Dog collars are not one size fits all. Check the fit of your dog’s collar regularly. Dogs’ physicality changes over the course of their lives — gaining weight, losing weight — and puppies grow so fast that a collar that fits perfectly one week may be too tight the next.
“The collar should be loose enough that when she’s lying down it doesn’t dig into her neck but tight enough that she can’t pull backward and pull the collar right off over her head,” advises Tracie Hotchner in The Dog Bible: Everything Your Dog Wants You to Know. “To get a neck measurement, put a flexible tape measure around the neck and then add 2 inches to that number. If you have a really small dog, add only 1 inch to the actual measurement.”
Head Collars: Not for Everyone
Some dogs struggle to adjust to a head collar. It may feel restrictive and even frightening to have something essentially wrapped around your dog’s face, so it may take time and patience for her to accept a head collar.

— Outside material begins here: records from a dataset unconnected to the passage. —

//! 自定义短链接点击事件（append-only）

use sea_orm::entity::prelude::*;

#[derive(Clone, Debug, PartialEq, DeriveEntityModel, Eq)]
#[sea_orm(table_name = "custom_link_interactions")]
pub struct Model {
    #[sea_orm(primary_key)]
    pub id: i64,
    pub custom_link_id: i64,
    pub client_ip: String,
    #[sea_orm(column_type = "Text")]
    pub user_agent: String,
    pub created_at: DateTimeUtc,
}

#[derive(Copy, Clone, Debug, EnumIter, DeriveRelation)]
pub enum Relation {}

impl ActiveModelBehavior for ActiveModel {}
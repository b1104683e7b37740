//! 点击分析聚合引擎
//!
//! 拉取驱动的惰性重算：没有后台任务，日汇总行在被读取时按需物化或刷新。
//!
//! - `aggregator`：单个 (链接, 日期) 的取数/刷新算法与过期规则
//! - `range`：按日期区间与 30 天汇总窗口驱动聚合器，一次调用一个事务
//! - `recorder`：跳转成功后的点击事件落库（best-effort）
//! - `response`：对外返回的响应结构

pub mod aggregator;
pub mod range;
pub mod recorder;
pub mod response;

pub use aggregator::DailyAggregator;
pub use range::AnalyticsService;
pub use recorder::InteractionRecorder;
pub use response::{
    AnalyticSummaryResponse, DailyAnalyticResponse, DeviceBreakdownResponse, LinkTotalsResponse,
};
//! Device classification from raw User-Agent strings
//!
//! Maps a User-Agent to one of four device classes using woothee, with
//! tablet detection layered on top (woothee has no tablet category: iPads
//! and Android tablets both come back as "smartphone").
//!
//! `classify` is total: unparseable or empty strings classify as `Other`.

use woothee::parser::Parser;

/// 设备类别
#[derive(Debug, Clone, Copy, PartialEq, Eq)]
pub enum DeviceClass {
    Desktop,
    Mobile,
    Tablet,
    Other,
}

/// Classify a single User-Agent string
pub fn classify(user_agent: &str) -> DeviceClass {
    let parser = Parser::new();
    classify_with(&parser, user_agent)
}

/// Classify with a caller-provided parser (reused across a batch)
pub fn classify_with(parser: &Parser, user_agent: &str) -> DeviceClass {
    match parser.parse(user_agent) {
        Some(result) => match result.category {
            "pc" => DeviceClass::Desktop,
            "smartphone" | "mobilephone" => {
                if is_tablet(user_agent, result.os) {
                    DeviceClass::Tablet
                } else {
                    DeviceClass::Mobile
                }
            }
            // crawler / appliance / misc / unknown
            _ => DeviceClass::Other,
        },
        None => DeviceClass::Other,
    }
}

/// woothee 把平板归入 smartphone，这里再细分：
/// iPad、带 Tablet 标记、或不带 Mobile 标记的 Android 视为平板
fn is_tablet(user_agent: &str, os: &str) -> bool {
    os == "iPad"
        || user_agent.contains("iPad")
        || user_agent.contains("Tablet")
        || (user_agent.contains("Android") && !user_agent.contains("Mobile"))
}

/// Device counters for one batch of interactions
#[derive(Debug, Clone, Copy, Default, PartialEq, Eq)]
pub struct DeviceCounts {
    pub desktop: i32,
    pub mobile: i32,
    pub tablet: i32,
    pub other: i32,
}

impl DeviceCounts {
    pub fn add(&mut self, class: DeviceClass) {
        match class {
            DeviceClass::Desktop => self.desktop += 1,
            DeviceClass::Mobile => self.mobile += 1,
            DeviceClass::Tablet => self.tablet += 1,
            DeviceClass::Other => self.other += 1,
        }
    }

    pub fn total(&self) -> i64 {
        self.desktop as i64 + self.mobile as i64 + self.tablet as i64 + self.other as i64
    }
}

/// Count device classes over a batch of User-Agent strings
///
/// Every input increments exactly one counter, so the counter sum always
/// equals the input length.
pub fn count_devices<'a, I>(user_agents: I) -> DeviceCounts
where
    I: IntoIterator<Item = &'a str>,
{
    let parser = Parser::new();
    let mut counts = DeviceCounts::default();
    for ua in user_agents {
        counts.add(classify_with(&parser, ua));
    }
    counts
}

#[cfg(test)]
mod tests {
    use super::*;

    const UA_CHROME_WINDOWS: &str = "Mozilla/5.0 (Windows NT 10.0; Win64; x64) AppleWebKit/537.36 (KHTML, like Gecko) Chrome/120.0.0.0 Safari/537.36";
    const UA_SAFARI_MAC: &str = "Mozilla/5.0 (Macintosh; Intel Mac OS X 10_15_7) AppleWebKit/605.1.15 (KHTML, like Gecko) Version/17.0 Safari/605.1.15";
    const UA_IPHONE: &str = "Mozilla/5.0 (iPhone; CPU iPhone OS 17_0 like Mac OS X) AppleWebKit/605.1.15 (KHTML, like Gecko) Version/17.0 Mobile/15E148 Safari/604.1";
    const UA_IPAD: &str = "Mozilla/5.0 (iPad; CPU OS 16_6 like Mac OS X) AppleWebKit/605.1.15 (KHTML, like Gecko) Version/16.6 Mobile/15E148 Safari/604.1";
    const UA_ANDROID_PHONE: &str = "Mozilla/5.0 (Linux; Android 14; Pixel 8) AppleWebKit/537.36 (KHTML, like Gecko) Chrome/120.0.0.0 Mobile Safari/537.36";
    const UA_ANDROID_TABLET: &str = "Mozilla/5.0 (Linux; Android 13; SM-X906C) AppleWebKit/537.36 (KHTML, like Gecko) Chrome/120.0.0.0 Safari/537.36";
    const UA_GOOGLEBOT: &str = "Mozilla/5.0 (compatible; Googlebot/2.1; +http://www.google.com/bot.html)";

    #[test]
    fn test_classify_desktop() {
        assert_eq!(classify(UA_CHROME_WINDOWS), DeviceClass::Desktop);
        assert_eq!(classify(UA_SAFARI_MAC), DeviceClass::Desktop);
    }

    #[test]
    fn test_classify_mobile() {
        assert_eq!(classify(UA_IPHONE), DeviceClass::Mobile);
        assert_eq!(classify(UA_ANDROID_PHONE), DeviceClass::Mobile);
    }

    #[test]
    fn test_classify_tablet() {
        assert_eq!(classify(UA_IPAD), DeviceClass::Tablet);
        assert_eq!(classify(UA_ANDROID_TABLET), DeviceClass::Tablet);
    }

    #[test]
    fn test_classify_crawler_as_other() {
        assert_eq!(classify(UA_GOOGLEBOT), DeviceClass::Other);
    }

    #[test]
    fn test_classify_garbage_as_other() {
        assert_eq!(classify(""), DeviceClass::Other);
        assert_eq!(classify("definitely not a user agent"), DeviceClass::Other);
    }

    #[test]
    fn test_count_devices_totals() {
        let uas = [
            UA_CHROME_WINDOWS,
            UA_SAFARI_MAC,
            UA_IPHONE,
            UA_IPAD,
            UA_ANDROID_TABLET,
            UA_GOOGLEBOT,
            "",
        ];
        let counts = count_devices(uas);

        assert_eq!(counts.desktop, 2);
        assert_eq!(counts.mobile, 1);
        assert_eq!(counts.tablet, 2);
        assert_eq!(counts.other, 2);
        // 每个输入恰好落入一个计数器
        assert_eq!(counts.total(), uas.len() as i64);
    }

    #[test]
    fn test_count_devices_empty() {
        let counts = count_devices(std::iter::empty());
        assert_eq!(counts, DeviceCounts::default());
        assert_eq!(counts.total(), 0);
    }
}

In Train Your Dog: Teach Yourself, the Association of Pet Dog Trainers advises taking these steps:
- Allow the dog to see, smell and take treats off the actual head collar.
- Use small treats to entice her to put her nose through the nosepiece.
- Repeat until she is comfortable sliding her nose in (this may take days).
- Slide the straps around her head while she is eating a treat, but do not fasten the straps yet.
- After she is comfortable with the feeling, buckle the straps into place.
- Once the collar is on, continue with praise, treats and other positive reinforcement.
- Repeat this process, gradually having your dog wear the head collar for longer amounts of time.
Hopefully, you and your dog can adjust to the head collar. But if you’ve tried it and your dog still acts anxious and afraid, choose another training/walking aid. Forcing the issue will only create tension and possibly aggression in your dog.
Don’t Use Pain-Causing Collars
Some collars are designed to teach or punish through pain rather than positive reinforcement. These collars include choke chains, pinch collars and shock collars. The problem with using these types of collars is that you’re teaching fear, not lessons.
“They suppress the unwanted behavior, but they don’t teach them what the proper behavior is. At best, they are unpleasant for your dog, and at worst, they may cause your dog to act aggressively and even bite you,” says the Humane Society of the United States (HSUS).
Choke chains and prong/pinch collars need to be properly fitted, but many who use them don’t realize this. These collars are intended to rest higher up on the dog’s head, just behind the ears, but they’re often used around the throat. Not only is this painful for your dog, but also you risk choking her too hard and causing damage, or worse: The dog could catch it on something while you’re not looking and choke to death.
Watch this dog behaviorist share his opinion on a variety of dog collars:
Shock collars are painful and confusing for dogs. “The trainer can administer a shock to a dog at a distance through a remote control,” says HSUS. “There is a greater chance for abuse (delivery of shocks as punishment) or misuse (poor timing of shocks). Your dog also may associate the painful shock with people or other experiences, leading to fearful or aggressive behavior.”
No-brainer alert: If your dog’s collar causes her pain, it’s a pretty safe bet that she hates it.
Take the time to ensure that your dog’s collar fits properly and is tailored to not only what you need but also what she needs. Use positive reinforcement tactics and make the collar a fun thing; you’ll both be glad you did.